A partir de 1999, a autora iniciou sua nova fase, dedicando-se à atuação profissional, envolvendo-se com temas sociais. Destaca-se sua atuação no curta metragem “A dança da Espera”, de André Luís Nascimento; no vídeo “A carreira e formação do diplomata”, de André Luís da Cunha, e ainda, a apresentação do Programa televisivo do PT para o GDF. Atuou também na peça “Machadianas Cenas Cariocas”, dirigida por Ginaldo de Souza em 2001. Protagonizou e concebeu os espetáculos: “Uma Boneca no Lixo”, premiado em 1999 pelo Governo do Distrito Federal e dirigido por Hugo Rodas; “Dra. Sida”, premiada pelo Ministério da Saúde em 2000 e no I, II e III Ciclo de Dramaturgia Negra realizado em Brasília e Porto Alegre.
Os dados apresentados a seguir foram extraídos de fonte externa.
//! Atomic writer for generated dictionaries.
//!
//! A write happens in two phases. Every file is first staged as
//! `<path>.vkxaml.tmp`; only when all of them are staged and every target is
//! known to be replaceable are the temporaries renamed into place. Any
//! failure removes the staged files, so a run leaves either all outputs or
//! none of the new ones.

use std::fs;
use std::io;
use std::path::{Path, PathBuf};

use crate::error::{io_err, SyncError};
use crate::pipeline::GeneratedFiles;

/// Outcome of an individual file write.
#[derive(Debug, Clone, PartialEq, Eq)]
pub enum WriteResult {
    /// File was written (created or replaced).
    Written { path: PathBuf },
    /// `--dry-run` mode: the file *would* have been written.
    WouldWrite { path: PathBuf },
}

impl WriteResult {
    pub fn path(&self) -> &Path {
        match self {
            WriteResult::Written { path } | WriteResult::WouldWrite { path } => path,
        }
    }
}

/// One output waiting to be renamed into place.
struct Staged {
    tmp: PathBuf,
    path: PathBuf,
    existed: bool,
}

fn tmp_path(path: &Path) -> PathBuf {
    PathBuf::from(format!("{}.vkxaml.tmp", path.display()))
}

fn discard(staged: &[Staged]) {
    for entry in staged {
        let _ = fs::remove_file(&entry.tmp);
    }
}

/// Write every generated file into `out_dir`, creating it when missing.
///
/// Results come back in the map's (file name) order.
pub fn write_outputs(
    out_dir: &Path,
    files: &GeneratedFiles,
    dry_run: bool,
) -> Result<Vec<WriteResult>, SyncError> {
    let targets: Vec<(PathBuf, &String)> = files
        .iter()
        .map(|(name, content)| (out_dir.join(name), content))
        .collect();

    if dry_run {
        return Ok(targets
            .into_iter()
            .map(|(path, _)| {
                tracing::info!("[dry-run] would write: {}", path.display());
                WriteResult::WouldWrite { path }
            })
            .collect());
    }

    fs::create_dir_all(out_dir).map_err(|e| io_err(out_dir, e))?;

    let mut staged = Vec::with_capacity(targets.len());
    for (path, content) in targets {
        let tmp = tmp_path(&path);
        if let Err(e) = fs::write(&tmp, content) {
            let _ = fs::remove_file(&tmp);
            discard(&staged);
            return Err(io_err(tmp, e));
        }
        let existed = path.exists();
        staged.push(Staged { tmp, path, existed });
    }

    if let Some(blocked) = staged.iter().find(|s| s.path.is_dir()) {
        let err = io_err(
            &blocked.path,
            io::Error::other("output path is occupied by a directory"),
        );
        discard(&staged);
        return Err(err);
    }

    commit(&staged)
}

fn commit(staged: &[Staged]) -> Result<Vec<WriteResult>, SyncError> {
    for (done, entry) in staged.iter().enumerate() {
        if let Err(e) = fs::rename(&entry.tmp, &entry.path) {
            // Files this run created are taken back; replaced ones cannot be.
            for previous in &staged[..done] {
                if !previous.existed {
                    let _ = fs::remove_file(&previous.path);
                }
            }
            discard(&staged[done..]);
            return Err(io_err(&entry.path, e));
        }
    }

    Ok(staged
        .iter()
        .map(|entry| {
            tracing::info!("wrote: {}", entry.path.display());
            WriteResult::Written {
                path: entry.path.clone(),
            }
        })
        .collect())
}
A partir de 2000, Sobral inicia sua participação na publicação  coletiva Cadernos Negros, a partir do volume 23. Em 2005, integra a publicação O negro em versos; em 2008, está presente em mais duas antologias: Cadernos Negros, três décadas: ensaios, poemas, contos; e Cadernos Negros “Black Notebooks”, edição bilíngue com volumes em prosa e poesia editados nos Estados Unidos. A seguir, participa da  antologia crítica Literatura e afrodescendência no Brasil (2011), ao lado de 99 outras autoras e autores negros brasileiros dos séculos XVIII, XIX, XX e XXI. Por fim, em 2018, integra a coletânea Encontros com a poesia do mundo.

Na imprensa, assinou uma coluna sobre crítica teatral para a revista brasiliense Tablado. Mais tarde, Concluiu Pós-Graduação em Educação, com ênfase no ensino de artes.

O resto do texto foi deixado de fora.